Vous citez également Simon Weil: «Que pour chacun son propre travail soit un objet de contemplation». Beaucoup de salariés, réduits à des pions dans de grandes organisations, n’ont-ils pas justement l’impression de ne plus voir le travail qu’ils effectuent?
Il y a une crise du travail dans les organisations et en particulier dans les grandes organisations, mais qu’il n’y a pas de crise du travail en général. Nous assistons au contraire à une demande sociale et politique très forte pour se réapproprier le travail et pour contempler celui-ci, comme dit Simone Weil, c’est-à-dire pour redevenir propriétaire de son sens. Il est frappant de voir comment certains changent de métier et choisissent des travaux peut-être moins prestigieux mais dont les résultats et le sens sont directement à la portée de celui qui travaille. On me racontait récemment comment un consultant qui avait vécu un drame familial profond était devenu menuisier. Une recherche du travail immédiatement sensé, dont on voit le résultat et qui redonnait sens à toute sa vie. Ou tel autre, directeur marketing d’une entreprise de nouvelles technologies qui s’est reconverti en constructeur de motos artisanales…. Ce sont évidemment des cas extrêmes, mais symboliques d’une exigence de sens qui devient partout audible. Et encore, ces cas concernent le travail rémunéré, mais cette demande de sens passe d’abord par le travail non rémunéré parce qu’elle est plus facile à satisfaire. C’est le cas du bénévolat bien sûr, mais aussi de tout ce que l’on fait sur internet et qui nous paraît utile. Quand Wikipédia est élaboré par plus d’un million de contributeurs, des personnes trouvent du sens à travailler – et c’est du travail de remplir des rubriques! – parce qu’ils peuvent voir directement le résultat de leur travail. Ils peuvent être fiers de contribuer à cette œuvre collective tangible. Ils peuvent objectivement contempler le résultat de ce à quoi ils ont bénévolement contribué. Dans le monde de l’entreprise, la complexification, la normalisation, la mondialisation, puis la financiarisation ont dissocié éloigné le travail et le travailleur. On travaille, mais on ne sait plus pour quoi, à quoi ça sert, si c’est vraiment utile. Par réaction, l’aspiration sociale est déportée sur d’autres formes de travail, plus libres, plus utiles. Conséquence: de la valeur économique se réalise de plus en plus en dehors du travail salarié et de l’entreprise donc. C’est un fait économique nouveau et massif.

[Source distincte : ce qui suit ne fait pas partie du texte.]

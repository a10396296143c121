//! The knowledge index: an immutable, atomically replaceable snapshot of the
//! content tree.
//!
//! A scan walks `content_root`, admits `.md` files, fingerprints their bytes,
//! and groups them by layer (the directory path relative to the root, with
//! forward slashes). Readers pin one [`IndexSnapshot`] for the duration of a
//! request; rescans build a fresh snapshot and swap it in atomically.

use std::collections::BTreeMap;
use std::fmt;
use std::io;
use std::path::{Path, PathBuf};
use std::sync::Arc;
use std::time::SystemTime;

use arc_swap::ArcSwap;
use tracing::{debug, warn};

use crate::fingerprint::{estimate_tokens, Fingerprint};

/// Validated layer identifier: one or more `/`-separated path segments of
/// ASCII alphanumerics plus `.`, `_`, `-`, each starting alphanumeric.
#[derive(Debug, Clone, PartialEq, Eq, Hash, PartialOrd, Ord)]
pub struct LayerId(String);

impl LayerId {
    pub const MAX_BYTES: usize = 128;

    pub fn new(raw: &str) -> Option<Self> {
        if raw.is_empty() || raw.len() > Self::MAX_BYTES || !raw.is_ascii() {
            return None;
        }
        for segment in raw.split('/') {
            let mut chars = segment.chars();
            let Some(first) = chars.next() else {
                return None;
            };
            if !first.is_ascii_alphanumeric() {
                return None;
            }
            if !chars.all(|ch| ch.is_ascii_alphanumeric() || matches!(ch, '.' | '_' | '-')) {
                return None;
            }
        }
        Some(LayerId(raw.to_string()))
    }

    pub fn as_str(&self) -> &str {
        &self.0
    }

    /// First path segment; the top-level layer this id belongs to.
    pub fn root(&self) -> &str {
        self.0.split('/').next().unwrap_or(&self.0)
    }

    /// True when `self` is `prefix` itself or nested below it.
    pub(crate) fn is_under(&self, prefix: &LayerId) -> bool {
        self.0 == prefix.0
            || (self.0.len() > prefix.0.len()
                && self.0.starts_with(&prefix.0)
                && self.0.as_bytes()[prefix.0.len()] == b'/')
    }
}

impl fmt::Display for LayerId {
    fn fmt(&self, f: &mut fmt::Formatter<'_>) -> fmt::Result {
        f.write_str(&self.0)
    }
}

/// One indexed content file.
#[derive(Debug, Clone, PartialEq, Eq)]
pub struct FileRef {
    /// Innermost layer (directory) containing the file.
    pub layer: LayerId,
    /// Forward-slash path relative to the content root; the cache key path.
    pub relative_path: String,
    pub absolute_path: PathBuf,
    pub size: u64,
    pub modified: Option<SystemTime>,
    pub fingerprint: Fingerprint,
}

impl FileRef {
    pub fn token_estimate(&self) -> u64 {
        estimate_tokens(self.size)
    }

    /// Final path component.
    pub fn file_name(&self) -> &str {
        self.relative_path
            .rsplit('/')
            .next()
            .unwrap_or(&self.relative_path)
    }
}

/// Immutable view of the content tree produced by one scan.
#[derive(Debug)]
pub struct IndexSnapshot {
    content_root: PathBuf,
    layers: BTreeMap<LayerId, Vec<FileRef>>,
    scanned_at: SystemTime,
}

impl IndexSnapshot {
    pub fn empty(content_root: PathBuf) -> Self {
        Self {
            content_root,
            layers: BTreeMap::new(),
            scanned_at: SystemTime::now(),
        }
    }

    pub fn content_root(&self) -> &Path {
        &self.content_root
    }

    pub fn scanned_at(&self) -> SystemTime {
        self.scanned_at
    }

    pub fn is_empty(&self) -> bool {
        self.layers.is_empty()
    }

    /// All directory layers, lexicographic.
    pub fn layer_ids(&self) -> Vec<LayerId> {
        self.layers.keys().cloned().collect()
    }

    pub fn contains_layer(&self, layer: &LayerId) -> bool {
        self.layers
            .keys()
            .any(|candidate| candidate.is_under(layer))
    }

    /// Every file admitted by `layer`, including nested sublayers, sorted
    /// lexicographically by relative path.
    pub fn files(&self, layer: &LayerId) -> Vec<FileRef> {
        let mut files: Vec<FileRef> = self
            .layers
            .iter()
            .filter(|(candidate, _)| candidate.is_under(layer))
            .flat_map(|(_, files)| files.iter().cloned())
            .collect();
        files.sort_by(|a, b| a.relative_path.cmp(&b.relative_path));
        files
    }

    pub fn all_files(&self) -> Vec<FileRef> {
        let mut files: Vec<FileRef> = self
            .layers
            .values()
            .flat_map(|files| files.iter().cloned())
            .collect();
        files.sort_by(|a, b| a.relative_path.cmp(&b.relative_path));
        files
    }

    /// Sum of the layer's files' token estimates; the selector's layer cost.
    pub fn layer_token_estimate(&self, layer: &LayerId) -> u64 {
        self.files(layer).iter().map(FileRef::token_estimate).sum()
    }

    pub fn layer_byte_size(&self, layer: &LayerId) -> u64 {
        self.files(layer).iter().map(|file| file.size).sum()
    }
}

/// Owner of the current snapshot. Rescans are single-flight: concurrent
/// callers wait for the in-progress scan and share its snapshot.
pub struct KnowledgeIndex {
    root: PathBuf,
    current: ArcSwap<IndexSnapshot>,
    rescan_gate: tokio::sync::Mutex<()>,
}

impl KnowledgeIndex {
    /// Scans `root` and installs the initial snapshot. A missing or unreadable
    /// root yields an empty index rather than an error; the loader then serves
    /// packaged fallbacks.
    pub async fn bootstrap(root: PathBuf) -> Self {
        let snapshot = match scan_tree(&root).await {
            Ok(snapshot) => snapshot,
            Err(error) => {
                warn!(?error, root = %root.display(), "content scan failed; starting empty");
                IndexSnapshot::empty(root.clone())
            }
        };
        Self {
            root,
            current: ArcSwap::from_pointee(snapshot),
            rescan_gate: tokio::sync::Mutex::new(()),
        }
    }

    pub fn snapshot(&self) -> Arc<IndexSnapshot> {
        self.current.load_full()
    }

    /// Rebuilds the snapshot. If a rescan is already running, waits for it
    /// and returns its result instead of scanning again.
    pub async fn rescan(&self) -> Arc<IndexSnapshot> {
        let Ok(_guard) = self.rescan_gate.try_lock() else {
            let _wait = self.rescan_gate.lock().await;
            return self.snapshot();
        };
        match scan_tree(&self.root).await {
            Ok(snapshot) => {
                let snapshot = Arc::new(snapshot);
                self.current.store(Arc::clone(&snapshot));
                snapshot
            }
            Err(error) => {
                warn!(?error, root = %self.root.display(), "rescan failed; keeping snapshot");
                self.snapshot()
            }
        }
    }
}

impl fmt::Debug for KnowledgeIndex {
    fn fmt(&self, f: &mut fmt::Formatter<'_>) -> fmt::Result {
        f.debug_struct("KnowledgeIndex")
            .field("root", &self.root)
            .field("layers", &self.snapshot().layer_ids().len())
            .finish()
    }
}

/// Walks the content tree. Hidden directories are skipped; only `.md` files
/// are admitted; files directly under the root belong to no layer and are
/// ignored.
async fn scan_tree(root: &Path) -> io::Result<IndexSnapshot> {
    let mut layers: BTreeMap<LayerId, Vec<FileRef>> = BTreeMap::new();
    let mut pending: Vec<PathBuf> = vec![root.to_path_buf()];

    while let Some(dir) = pending.pop() {
        let mut entries = tokio::fs::read_dir(&dir).await?;
        while let Some(entry) = entries.next_entry().await? {
            let path = entry.path();
            let name = entry.file_name();
            let Some(name) = name.to_str() else {
                debug!(path = %path.display(), "skipping non-utf8 name");
                continue;
            };
            if name.starts_with('.') {
                continue;
            }
            let file_type = entry.file_type().await?;
            if file_type.is_dir() {
                pending.push(path);
                continue;
            }
            if !file_type.is_file() || !name.ends_with(".md") {
                continue;
            }
            let Some(relative) = relative_slash_path(root, &path) else {
                continue;
            };
            let Some(layer) = layer_of(&relative) else {
                // Root-level file; layers are directories.
                continue;
            };
            match index_file(layer, relative, path).await {
                Ok(file) => layers.entry(file.layer.clone()).or_default().push(file),
                Err(error) => {
                    debug!(?error, "skipping unreadable file during scan");
                }
            }
        }
    }

    for files in layers.values_mut() {
        files.sort_by(|a, b| a.relative_path.cmp(&b.relative_path));
    }
    Ok(IndexSnapshot {
        content_root: root.to_path_buf(),
        layers,
        scanned_at: SystemTime::now(),
    })
}

async fn index_file(layer: LayerId, relative: String, path: PathBuf) -> io::Result<FileRef> {
    let metadata = tokio::fs::metadata(&path).await?;
    let bytes = tokio::fs::read(&path).await?;
    Ok(FileRef {
        layer,
        relative_path: relative,
        absolute_path: path,
        size: metadata.len(),
        modified: metadata.modified().ok(),
        fingerprint: Fingerprint::of(&bytes),
    })
}

fn relative_slash_path(root: &Path, path: &Path) -> Option<String> {
    let relative = path.strip_prefix(root).ok()?;
    let mut out = String::new();
    for component in relative.components() {
        let segment = component.as_os_str().to_str()?;
        if !out.is_empty() {
            out.push('/');
        }
        out.push_str(segment);
    }
    Some(out)
}

fn layer_of(relative: &str) -> Option<LayerId> {
    let (dir, _file) = relative.rsplit_once('/')?;
    LayerId::new(dir)
}

#[cfg(test)]
mod tests {
    use super::*;

    async fn write(root: &Path, relative: &str, contents: &str) {
        let path = root.join(relative);
        if let Some(parent) = path.parent() {
            tokio::fs::create_dir_all(parent).await.expect("mkdir");
        }
        tokio::fs::write(&path, contents).await.expect("write");
    }

    #[test]
    fn layer_id_validation() {
        assert!(LayerId::new("core").is_some());
        assert!(LayerId::new("frameworks/react").is_some());
        assert!(LayerId::new("a.b_c-d").is_some());
        assert!(LayerId::new("").is_none());
        assert!(LayerId::new("/core").is_none());
        assert!(LayerId::new("core/").is_none());
        assert!(LayerId::new("core//deep").is_none());
        assert!(LayerId::new("..").is_none());
        assert!(LayerId::new("côre").is_none());
    }

    #[tokio::test]
    async fn scan_groups_files_by_layer_in_order() {
        let dir = tempfile::tempdir().expect("tempdir");
        write(dir.path(), "core/b.md", "bb").await;
        write(dir.path(), "core/a.md", "aaa").await;
        write(dir.path(), "guidelines/style.md", "s").await;
        write(dir.path(), "frameworks/react/hooks.md", "h").await;
        write(dir.path(), "core/notes.txt", "ignored").await;
        write(dir.path(), "TOP.md", "ignored").await;
        write(dir.path(), ".hidden/x.md", "ignored").await;

        let index = KnowledgeIndex::bootstrap(dir.path().to_path_buf()).await;
        let snapshot = index.snapshot();

        let core = LayerId::new("core").unwrap();
        let files = snapshot.files(&core);
        assert_eq!(files.len(), 2);
        assert_eq!(files[0].relative_path, "core/a.md");
        assert_eq!(files[1].relative_path, "core/b.md");
        assert_eq!(files[0].size, 3);
        assert_eq!(snapshot.layer_token_estimate(&core), 2);

        // "frameworks" admits the nested "frameworks/react" files.
        let frameworks = LayerId::new("frameworks").unwrap();
        assert!(snapshot.contains_layer(&frameworks));
        assert_eq!(snapshot.files(&frameworks).len(), 1);

        let ids = snapshot.layer_ids();
        assert!(ids.contains(&LayerId::new("frameworks/react").unwrap()));
        assert!(!ids.iter().any(|id| id.as_str().starts_with('.')));
    }

    #[tokio::test]
    async fn missing_root_bootstraps_empty() {
        let index =
            KnowledgeIndex::bootstrap(PathBuf::from("/nonexistent/kb-content-root")).await;
        assert!(index.snapshot().is_empty());
    }

    #[tokio::test]
    async fn rescan_picks_up_new_files() {
        let dir = tempfile::tempdir().expect("tempdir");
        write(dir.path(), "core/a.md", "aaa").await;
        let index = KnowledgeIndex::bootstrap(dir.path().to_path_buf()).await;
        assert_eq!(index.snapshot().all_files().len(), 1);

        write(dir.path(), "core/b.md", "bb").await;
        let before = index.snapshot();
        let after = index.rescan().await;
        assert_eq!(after.all_files().len(), 2);
        // The old snapshot is untouched; readers holding it are unaffected.
        assert_eq!(before.all_files().len(), 1);
    }
}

Vous expliquez que le travail libère… c’est une formule qui fait penser à l’inscription «Le travail rend libre» qui marquait l’entrée des camps de concentration. N’est-ce pas l’illustration extrême et radicale d’une certaine ambivalence du travail, à la fois source d’émancipation, mais aussi d’aliénation?
Ce que j’essaie de montrer dans un chapitre du livre en glosant sur cette fameuse inscription «le travail rend libre», c’est qu’il faut distinguer le travail et la condition du travailleur. Le travail rend libre, émancipe par essence. Parce qu’il nous émancipe de la nature. Parce qu’il nous fait passer de personnes ayant des capacités à des personnes ayant exercé ces capacités, ces talents. Parce qu’il nous lie les uns aux autres: en réalisant une partie d’un travail social, on sort, comme dit Adam Smith de la dépendance du mendiant pour devenir interdépendants les uns des autres, chacun assurant une part d’une œuvre commune. Enfin parce que le travail nous émancipe parce qu’il donne du sens: en donnant du sens à mon action, je donne du sens à ma vie, à mon être-au-monde.
Mais autre chose est la question du travailleur. Les mêmes raisons qui font que le travail libère peuvent conduire le travail à devenir au contraire un facteur d’aliénation, selon la façon dont il est exercé. Le travailleur est aliéné quand il est mis dans des conditions telles qu’il n’agit pas sur son environnement, qu’il est soumis à lui, qu’il en est totalement dépendant. Aliéné aussi quand, au lieu de développer ses talents, le travailleur doit les ignorer ou les détruire. Aliéné encore si la condition de travailleur rend dépendant d’un petit chef, d’une structure, d’un résultat, d »exigence sur lesquelles on a aucune prise et qui sont telles qu’au lieu d’être dans une relation d’interdépendance on est soumis aux normes. Aliéné enfin et surtout quand le travailleur perd la capacité à donner du sens à son travail, qu’il n’en voit pas la finalité. Quand il n’en a plus l’intelligence..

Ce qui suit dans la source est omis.